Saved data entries
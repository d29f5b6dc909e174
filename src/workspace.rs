use serde::{Deserialize, Serialize};
use std::collections::BTreeMap;
use std::fmt::{Display, Formatter};

/// A literal fixed into a block field at authoring time.
#[derive(Debug, Clone, PartialEq, Serialize, Deserialize)]
#[serde(untagged)]
pub enum FieldValue {
    Bool(bool),
    Number(f64),
    Text(String),
}

impl FieldValue {
    pub fn as_str(&self) -> Option<&str> {
        match self {
            FieldValue::Text(s) => Some(s),
            _ => None,
        }
    }

    pub fn as_f64(&self) -> Option<f64> {
        match self {
            FieldValue::Number(n) => Some(*n),
            FieldValue::Text(s) => s.trim().parse().ok(),
            FieldValue::Bool(_) => None,
        }
    }

    pub fn as_bool(&self) -> Option<bool> {
        match self {
            FieldValue::Bool(b) => Some(*b),
            FieldValue::Text(s) if s.eq_ignore_ascii_case("true") => Some(true),
            FieldValue::Text(s) if s.eq_ignore_ascii_case("false") => Some(false),
            _ => None,
        }
    }
}

impl Display for FieldValue {
    fn fmt(&self, f: &mut Formatter<'_>) -> std::fmt::Result {
        match self {
            FieldValue::Bool(b) => write!(f, "{}", b),
            FieldValue::Number(n) => write!(f, "{}", format_num(*n)),
            FieldValue::Text(s) => write!(f, "{}", s),
        }
    }
}

impl From<&str> for FieldValue {
    fn from(value: &str) -> Self {
        FieldValue::Text(value.to_string())
    }
}

impl From<String> for FieldValue {
    fn from(value: String) -> Self {
        FieldValue::Text(value)
    }
}

impl From<f64> for FieldValue {
    fn from(value: f64) -> Self {
        FieldValue::Number(value)
    }
}

impl From<i64> for FieldValue {
    fn from(value: i64) -> Self {
        FieldValue::Number(value as f64)
    }
}

impl From<bool> for FieldValue {
    fn from(value: bool) -> Self {
        FieldValue::Bool(value)
    }
}

/// One node of the editor's program graph. Edges are block ids into the
/// owning [`Workspace`].
#[derive(Debug, Clone, PartialEq, Default, Serialize, Deserialize)]
pub struct BlockInstance {
    #[serde(rename = "type")]
    pub block_type: String,
    #[serde(default, skip_serializing_if = "BTreeMap::is_empty")]
    pub fields: BTreeMap<String, FieldValue>,
    #[serde(default, skip_serializing_if = "BTreeMap::is_empty")]
    pub inputs: BTreeMap<String, String>,
    #[serde(default, skip_serializing_if = "BTreeMap::is_empty")]
    pub statements: BTreeMap<String, String>,
    #[serde(default, skip_serializing_if = "Option::is_none")]
    pub next: Option<String>,
    #[serde(default, rename = "topLevel")]
    pub top_level: bool,
    #[serde(default, skip_serializing_if = "Option::is_none")]
    pub x: Option<i64>,
    #[serde(default, skip_serializing_if = "Option::is_none")]
    pub y: Option<i64>,
}

impl BlockInstance {
    pub fn new(block_type: impl Into<String>) -> Self {
        Self {
            block_type: block_type.into(),
            ..Self::default()
        }
    }

    pub fn field(mut self, name: impl Into<String>, value: impl Into<FieldValue>) -> Self {
        self.fields.insert(name.into(), value.into());
        self
    }

    pub fn input(mut self, slot: impl Into<String>, block_id: impl Into<String>) -> Self {
        self.inputs.insert(slot.into(), block_id.into());
        self
    }

    pub fn statement(mut self, slot: impl Into<String>, head_id: impl Into<String>) -> Self {
        self.statements.insert(slot.into(), head_id.into());
        self
    }

    pub fn next(mut self, block_id: impl Into<String>) -> Self {
        self.next = Some(block_id.into());
        self
    }

    pub fn top_level_at(mut self, x: i64, y: i64) -> Self {
        self.top_level = true;
        self.x = Some(x);
        self.y = Some(y);
        self
    }

    pub fn field_value(&self, name: &str) -> Option<&FieldValue> {
        self.fields.get(name)
    }

    /// Field rendered as text, whatever literal kind it holds.
    pub fn field_text(&self, name: &str) -> Option<String> {
        self.fields.get(name).map(ToString::to_string)
    }
}

#[derive(Debug, Clone, PartialEq, Default, Serialize, Deserialize)]
pub struct Workspace {
    #[serde(default)]
    pub blocks: BTreeMap<String, BlockInstance>,
}

impl Workspace {
    pub fn new() -> Self {
        Self::default()
    }

    pub fn insert(&mut self, id: impl Into<String>, block: BlockInstance) -> &mut Self {
        self.blocks.insert(id.into(), block);
        self
    }

    pub fn get(&self, id: &str) -> Option<&BlockInstance> {
        self.blocks.get(id)
    }

    pub fn is_empty(&self) -> bool {
        self.blocks.is_empty()
    }

    /// Heads of the top-level statement chains, ordered top-to-bottom then
    /// left-to-right, with the block id as the final tie-breaker.
    pub fn top_level_ids(&self) -> Vec<&str> {
        let mut ids = self
            .blocks
            .iter()
            .filter(|(_, block)| block.top_level)
            .map(|(id, _)| id.as_str())
            .collect::<Vec<_>>();
        ids.sort_by(|a, b| self.sort_key(a).cmp(&self.sort_key(b)));
        ids
    }

    fn sort_key<'a>(&self, id: &'a str) -> (i64, i64, &'a str) {
        let block = self.blocks.get(id);
        let y = block.and_then(|b| b.y).unwrap_or(i64::MAX);
        let x = block.and_then(|b| b.x).unwrap_or(i64::MAX);
        (y, x, id)
    }
}

pub fn format_num(v: f64) -> String {
    if v.is_finite() && v.fract() == 0.0 && v.abs() < 1e15 {
        format!("{}", v as i64)
    } else {
        format!("{}", v)
    }
}

#[cfg(test)]
mod tests {
    use super::*;

    #[test]
    fn top_level_chains_sort_by_position_then_id() {
        let mut ws = Workspace::new();
        ws.insert("b", BlockInstance::new("tick").top_level_at(0, 10))
            .insert("a", BlockInstance::new("tick").top_level_at(50, 10))
            .insert("c", BlockInstance::new("tick").top_level_at(0, 0))
            .insert("d", BlockInstance::new("tick"));
        assert_eq!(ws.top_level_ids(), vec!["c", "b", "a"]);
    }

    #[test]
    fn field_values_deserialize_untagged() {
        let block: BlockInstance = serde_json::from_str(
            r#"{"type":"math_number","fields":{"NUM":3,"FLAG":true,"NAME":"x"}}"#,
        )
        .unwrap();
        assert_eq!(block.field_value("NUM"), Some(&FieldValue::Number(3.0)));
        assert_eq!(block.field_value("FLAG"), Some(&FieldValue::Bool(true)));
        assert_eq!(block.field_text("NAME").as_deref(), Some("x"));
        assert_eq!(block.field_text("NUM").as_deref(), Some("3"));
    }
}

=== Problem requirements ===
Print the data in full, with each line exactly as given.

=== Solution to this exercise ===
repository d29f5b6dc909e174
filename src/workspace.rs
use serde::{Deserialize, Serialize};
use std::collections::BTreeMap;
use std::fmt::{Display, Formatter};

/// A literal fixed into a block field at authoring time.
#[derive(Debug, Clone, PartialEq, Serialize, Deserialize)]
#[serde(untagged)]
pub enum FieldValue {
    Bool(bool),
    Number(f64),
    Text(String),
}

impl FieldValue {
    pub fn as_str(&self) -> Option<&str> {
        match self {
            FieldValue::Text(s) => Some(s),
            _ => None,
        }
    }

    pub fn as_f64(&self) -> Option<f64> {
        match self {
            FieldValue::Number(n) => Some(*n),
            FieldValue::Text(s) => s.trim().parse().ok(),
            FieldValue::Bool(_) => None,
        }
    }

    pub fn as_bool(&self) -> Option<bool> {
        match self {
            FieldValue::Bool(b) => Some(*b),
            FieldValue::Text(s) if s.eq_ignore_ascii_case("true") => Some(true),
            FieldValue::Text(s) if s.eq_ignore_ascii_case("false") => Some(false),
            _ => None,
        }
    }
}

impl Display for FieldValue {
    fn fmt(&self, f: &mut Formatter<'_>) -> std::fmt::Result {
        match self {
            FieldValue::Bool(b) => write!(f, "{}", b),
            FieldValue::Number(n) => write!(f, "{}", format_num(*n)),
            FieldValue::Text(s) => write!(f, "{}", s),
        }
    }
}

impl From<&str> for FieldValue {
    fn from(value: &str) -> Self {
        FieldValue::Text(value.to_string())
    }
}

impl From<String> for FieldValue {
    fn from(value: String) -> Self {
        FieldValue::Text(value)
    }
}

impl From<f64> for FieldValue {
    fn from(value: f64) -> Self {
        FieldValue::Number(value)
    }
}

impl From<i64> for FieldValue {
    fn from(value: i64) -> Self {
        FieldValue::Number(value as f64)
    }
}

impl From<bool> for FieldValue {
    fn from(value: bool) -> Self {
        FieldValue::Bool(value)
    }
}

/// One node of the editor's program graph. Edges are block ids into the
/// owning [`Workspace`].
#[derive(Debug, Clone, PartialEq, Default, Serialize, Deserialize)]
pub struct BlockInstance {
    #[serde(rename = "type")]
    pub block_type: String,
    #[serde(default, skip_serializing_if = "BTreeMap::is_empty")]
    pub fields: BTreeMap<String, FieldValue>,
    #[serde(default, skip_serializing_if = "BTreeMap::is_empty")]
    pub inputs: BTreeMap<String, String>,
    #[serde(default, skip_serializing_if = "BTreeMap::is_empty")]
    pub statements: BTreeMap<String, String>,
    #[serde(default, skip_serializing_if = "Option::is_none")]
    pub next: Option<String>,
    #[serde(default, rename = "topLevel")]
    pub top_level: bool,
    #[serde(default, skip_serializing_if = "Option::is_none")]
    pub x: Option<i64>,
    #[serde(default, skip_serializing_if = "Option::is_none")]
    pub y: Option<i64>,
}

impl BlockInstance {
    pub fn new(block_type: impl Into<String>) -> Self {
        Self {
            block_type: block_type.into(),
            ..Self::default()
        }
    }

    pub fn field(mut self, name: impl Into<String>, value: impl Into<FieldValue>) -> Self {
        self.fields.insert(name.into(), value.into());
        self
    }

    pub fn input(mut self, slot: impl Into<String>, block_id: impl Into<String>) -> Self {
        self.inputs.insert(slot.into(), block_id.into());
        self
    }

    pub fn statement(mut self, slot: impl Into<String>, head_id: impl Into<String>) -> Self {
        self.statements.insert(slot.into(), head_id.into());
        self
    }

    pub fn next(mut self, block_id: impl Into<String>) -> Self {
        self.next = Some(block_id.into());
        self
    }

    pub fn top_level_at(mut self, x: i64, y: i64) -> Self {
        self.top_level = true;
        self.x = Some(x);
        self.y = Some(y);
        self
    }

    pub fn field_value(&self, name: &str) -> Option<&FieldValue> {
        self.fields.get(name)
    }

    /// Field rendered as text, whatever literal kind it holds.
    pub fn field_text(&self, name: &str) -> Option<String> {
        self.fields.get(name).map(ToString::to_string)
    }
}

#[derive(Debug, Clone, PartialEq, Default, Serialize, Deserialize)]
pub struct Workspace {
    #[serde(default)]
    pub blocks: BTreeMap<String, BlockInstance>,
}

impl Workspace {
    pub fn new() -> Self {
        Self::default()
    }

    pub fn insert(&mut self, id: impl Into<String>, block: BlockInstance) -> &mut Self {
        self.blocks.insert(id.into(), block);
        self
    }

    pub fn get(&self, id: &str) -> Option<&BlockInstance> {
        self.blocks.get(id)
    }

    pub fn is_empty(&self) -> bool {
        self.blocks.is_empty()
    }

    /// Heads of the top-level statement chains, ordered top-to-bottom then
    /// left-to-right, with the block id as the final tie-breaker.
    pub fn top_level_ids(&self) -> Vec<&str> {
        let mut ids = self
            .blocks
            .iter()
            .filter(|(_, block)| block.top_level)
            .map(|(id, _)| id.as_str())
            .collect::<Vec<_>>();
        ids.sort_by(|a, b| self.sort_key(a).cmp(&self.sort_key(b)));
        ids
    }

    fn sort_key<'a>(&self, id: &'a str) -> (i64, i64, &'a str) {
        let block = self.blocks.get(id);
        let y = block.and_then(|b| b.y).unwrap_or(i64::MAX);
        let x = block.and_then(|b| b.x).unwrap_or(i64::MAX);
        (y, x, id)
    }
}

pub fn format_num(v: f64) -> String {
    if v.is_finite() && v.fract() == 0.0 && v.abs() < 1e15 {
        format!("{}", v as i64)
    } else {
        format!("{}", v)
    }
}

#[cfg(test)]
mod tests {
    use super::*;

    #[test]
    fn top_level_chains_sort_by_position_then_id() {
        let mut ws = Workspace::new();
        ws.insert("b", BlockInstance::new("tick").top_level_at(0, 10))
            .insert("a", BlockInstance::new("tick").top_level_at(50, 10))
            .insert("c", BlockInstance::new("tick").top_level_at(0, 0))
            .insert("d", BlockInstance::new("tick"));
        assert_eq!(ws.top_level_ids(), vec!["c", "b", "a"]);
    }

    #[test]
    fn field_values_deserialize_untagged() {
        let block: BlockInstance = serde_json::from_str(
            r#"{"type":"math_number","fields":{"NUM":3,"FLAG":true,"NAME":"x"}}"#,
        )
        .unwrap();
        assert_eq!(block.field_value("NUM"), Some(&FieldValue::Number(3.0)));
        assert_eq!(block.field_value("FLAG"), Some(&FieldValue::Bool(true)));
        assert_eq!(block.field_text("NAME").as_deref(), Some("x"));
        assert_eq!(block.field_text("NUM").as_deref(), Some("3"));
    }
}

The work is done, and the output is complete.